1Sa 28:10 Saul swore to her by Yahweh, As Yahweh lives, you will not be punished for this-
Saul appears to take Yahweh's Name in vain rather too often, for he had likewise sworn to Jonathan that he would not try to kill David. But Saul really tacitly admits that he is Saul, for only he had the power to ensure the woman wouldn't be punished for practicing witchcraft. Although by saying this, he was really playing God. For it was according to God's law that witches were to be punished. And yet he here abrogates God's law, in the name of God.

1Sa 28:11 Then the woman said, Whom shall I bring up to you? He said, Bring Samuel up for me-
The Bible doesn't teach any idea of an immortal soul. Death is unconsciousness. Only at the last day judgment will there be the gift of eternal life and eternal death to those responsible to God. We note that both the witch and Saul believed Samuel to be "down" in the grave and not "up" in heaven. The common idea that the souls of the righteous dead go to heaven on death is not supported in the Bible. This fits with the Biblical language of both good and bad being  'gathered to his kin' (Dt. 32:50) and 'sleeping with one's fathers' (1 Kings 11:43; 15:24; 22:50).

1Sa 28:12 When the woman saw Samuel, she cried with a loud voice, and said to Saul, Why have you deceived me? You are Saul!-
LXX "When the woman saw Saul". That Samuel was resurrected is effectively stated in 1 Chron. 10:13 LXX: "Saul asked counsel of her that had a familiar spirit, to inquire of her, and Samuel made answer to him". God resurrected Samuel, and the woman screamed in genuine fear when she saw him. God answers a fool according to his folly (Prov. 26:5). Thus God resurrected Samuel when Saul asked the witch to bring him to life (1 Sam. 28). Of course witches have no power to contact the dead; yet God confirmed Saul in his stupidity. If men choose to follow the vain philosophy of the flesh, God will confirm them in their delusions (2 Thess. 2:11). In accord with this, God punishes men with a recompense which is appropriate for the kind of sin they commit (Rom. 1:27). But the woman composes herself and then tells Saul she knows who he is; but I suggest that she knew this anyway, because Saul was the tallest man in Israel and had been reigning for 40 years at this time, probably all her adult life. He was well known.

"Why have you deceived me?" is word for word what Saul had shouted at his daughter Michal for not letting him murder David in her home (1 Sam. 19:17). And now his words return to him, placed in the mouth of another woman. For by our words we are judged. This was yet another nudge for Saul to repent of his behaviour towards David, and his refusal to accept God's word about the transferral of the kingship to David. Perhaps if he had been willing to do this, even at this late stage, Saul himself may have been saved. Saul is asked many questions, and all of them are rhetorical and actually probing him towards his possible repentance.

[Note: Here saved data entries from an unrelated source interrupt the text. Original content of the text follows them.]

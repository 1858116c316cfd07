//! Strongly Typed Identifiers
//!
//! This module provides type-safe identifier types for quarry.
//! Using the newtype pattern, these types prevent accidental misuse of
//! different ID types at compile time.
//!
//! # Example
//!
//! ```
//! use quarry_core::{WebhookId, WorkspaceId};
//!
//! let workspace = WorkspaceId::new();
//! let webhook = WebhookId::new();
//!
//! // Type safety: cannot pass WebhookId where WorkspaceId is expected
//! fn requires_workspace(id: WorkspaceId) -> String {
//!     id.to_string()
//! }
//!
//! let result = requires_workspace(workspace);
//! // requires_workspace(webhook); // This would not compile!
//! ```

use serde::{Deserialize, Serialize};
use std::fmt::{Display, Formatter};
use std::str::FromStr;
use uuid::Uuid;

/// Error type for ID parsing failures
#[derive(Debug, Clone, PartialEq, Eq)]
pub struct ParseIdError {
    /// The type of ID that failed to parse
    pub id_type: &'static str,
    /// The underlying UUID parse error message
    pub message: String,
}

impl Display for ParseIdError {
    fn fmt(&self, f: &mut Formatter<'_>) -> std::fmt::Result {
        write!(f, "Failed to parse {}: {}", self.id_type, self.message)
    }
}

impl std::error::Error for ParseIdError {}

/// Macro to define a strongly-typed ID type
macro_rules! define_id {
    ($(#[$meta:meta])* $name:ident) => {
        $(#[$meta])*
        #[derive(Debug, Clone, Copy, PartialEq, Eq, Hash, Serialize, Deserialize)]
        #[serde(transparent)]
        pub struct $name(Uuid);

        impl $name {
            /// Creates a new random ID using UUID v4.
            #[must_use]
            pub fn new() -> Self {
                Self(Uuid::new_v4())
            }

            /// Creates an ID from an existing UUID.
            #[must_use]
            pub fn from_uuid(uuid: Uuid) -> Self {
                Self(uuid)
            }

            /// Returns a reference to the underlying UUID.
            #[must_use]
            pub fn as_uuid(&self) -> &Uuid {
                &self.0
            }
        }

        impl Default for $name {
            fn default() -> Self {
                Self::new()
            }
        }

        impl Display for $name {
            fn fmt(&self, f: &mut Formatter<'_>) -> std::fmt::Result {
                write!(f, "{}", self.0)
            }
        }

        impl FromStr for $name {
            type Err = ParseIdError;

            fn from_str(s: &str) -> std::result::Result<Self, Self::Err> {
                Uuid::parse_str(s)
                    .map(Self)
                    .map_err(|e| ParseIdError {
                        id_type: stringify!($name),
                        message: e.to_string(),
                    })
            }
        }
    };
}

define_id! {
    /// Identifier for a workspace. Every webhook subscription belongs to
    /// exactly one workspace.
    WorkspaceId
}

define_id! {
    /// Identifier for a webhook subscription.
    WebhookId
}

define_id! {
    /// Identifier for a domain entity (project, issue, cycle, module, comment).
    EntityId
}

define_id! {
    /// Identifier for the user who performed a mutation.
    ActorId
}

define_id! {
    /// Identifier for a single delivery attempt. A fresh one is generated
    /// per outbound request and sent in the `X-Delivery-Id` header.
    DeliveryId
}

It is possible that [as often in Biblical narrative] we have in :12 a summary position, and the following verses explain how this position came about. We could then read :13 as "The king had  said to her..." etc.

1Sa 28:13 The king said to her, Don’t be afraid-
This assurance could only come from Saul as king, waiving his own campaign of condemnation of witches. Only a king could pardon capital offences.

What do you see? The woman said to Saul, I see a god coming up out of the earth-
She speaks in vague terms. She means that a body is ascending out of the earth, in resurrection; the same word for "coming up" is used of this in :15. She uses the term elohim, showing that this term doesn't only refer to God Himself. Perhaps she saw a vision of Angels ascending with Samuel; elohim ascending is the term used of the vision of Angels ascending upon Jacob in Gen. 28:12. But she speaks of elohim as "an old man" (:14) in the singular. This shows that elohim doesn't have to refer to a plurality. This demonstration of grammatical usage surrounding elohim is useful in correcting those who mistakenly think that elohim in the Old Testament refers to God and Jesus. The Bible doesn't teach the person preexistence of the Lord Jesus. Elohim 'ascending' is the term used for the end of a theophany (Gen. 17:22; 35:13; Ps. 47:5; Ez. 9:3; 11:24). Perhaps she saw a kind of theophany, which then gave way to the resurrection of Samuel, who then spoke directly with Saul.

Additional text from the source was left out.